Technical analyst, Aditya Agarwala from Invest4edu, in a recent interview with CNBC-TV18, shared insights into the current trends in the fertiliser and chemical sectors. Agarwala highlighted two specific stocks that have been garnering attention in the market: GNFC and PI Industries. Both companies have shown promising performance and potential for investors.
NSE
Starting with the fertiliser sector, GNFC has been particularly noteworthy in recent trading sessions. Agarwala stated that the stock appears strong on charts, creating an opportune moment for investors to consider initiating fresh long positions at the current levels. He anticipates a target of Rs 630 on the upside, accompanied by a stop loss of Rs 580 on the downside.
Despite a decline of over 6 percent in the past month, GNFC's current trajectory suggests the possibility of a reversal in fortunes.
Shifting the focus to the chemical sector, Agarwala commended PI Industries for its exceptional performance. The stock has consistently been achieving higher highs and higher lows, demonstrating an upward trend accompanied by recent consolidation.
Agarwala believes PI Industries is poised to reach levels of Rs 3,900-4,000 on the upside.

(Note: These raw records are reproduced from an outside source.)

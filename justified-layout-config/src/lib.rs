//! Configuration for the justified layout engine.
//!
//! Options can be read from a KDL document:
//!
//! ```kdl
//! layout {
//!     container-width 1060
//!     container-padding 10
//!     box-spacing 10 {
//!         vertical 4
//!     }
//!     target-row-height 320
//!     widow-layout-style "justify"
//! }
//! ```
//!
//! or deserialized with serde from a JSON-shaped record ([`LayoutPart`]) and merged onto the
//! defaults with [`MergeWith`].

use std::ffi::OsStr;
use std::path::Path;

use miette::{Context, IntoDiagnostic};
use tracing::debug;

pub mod layout;
pub mod utils;

pub use crate::layout::*;
pub use crate::utils::{FloatOrInt, MergeWith};

#[derive(knuffel::Decode, Debug, Default, Clone, PartialEq)]
pub struct Config {
    #[knuffel(child, default)]
    pub layout: LayoutConfig,
}

impl Config {
    pub fn parse(filename: &str, text: &str) -> Result<Self, knuffel::Error> {
        let _span = tracing::debug_span!("Config::parse").entered();
        knuffel::parse(filename, text)
    }

    pub fn load(path: &Path) -> miette::Result<Self> {
        let contents = std::fs::read_to_string(path)
            .into_diagnostic()
            .with_context(|| format!("error reading {path:?}"))?;

        let filename = path
            .file_name()
            .and_then(OsStr::to_str)
            .unwrap_or("config.kdl");
        let config = Self::parse(filename, &contents).context("error parsing")?;
        debug!("loaded config from {path:?}");
        Ok(config)
    }
}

Investors interested in this stock are advised to set a stop loss at Rs 3,750.
Notably, PI Industries has witnessed a gain of more than 13 percent in the last month, further solidifying its potential as an attractive investment option.
The fertiliser and chemical sectors have been showcasing significant opportunities for investors seeking exposure to these industries. GNFC and PI Industries, in particular, have demonstrated positive trends and strong potential for growth.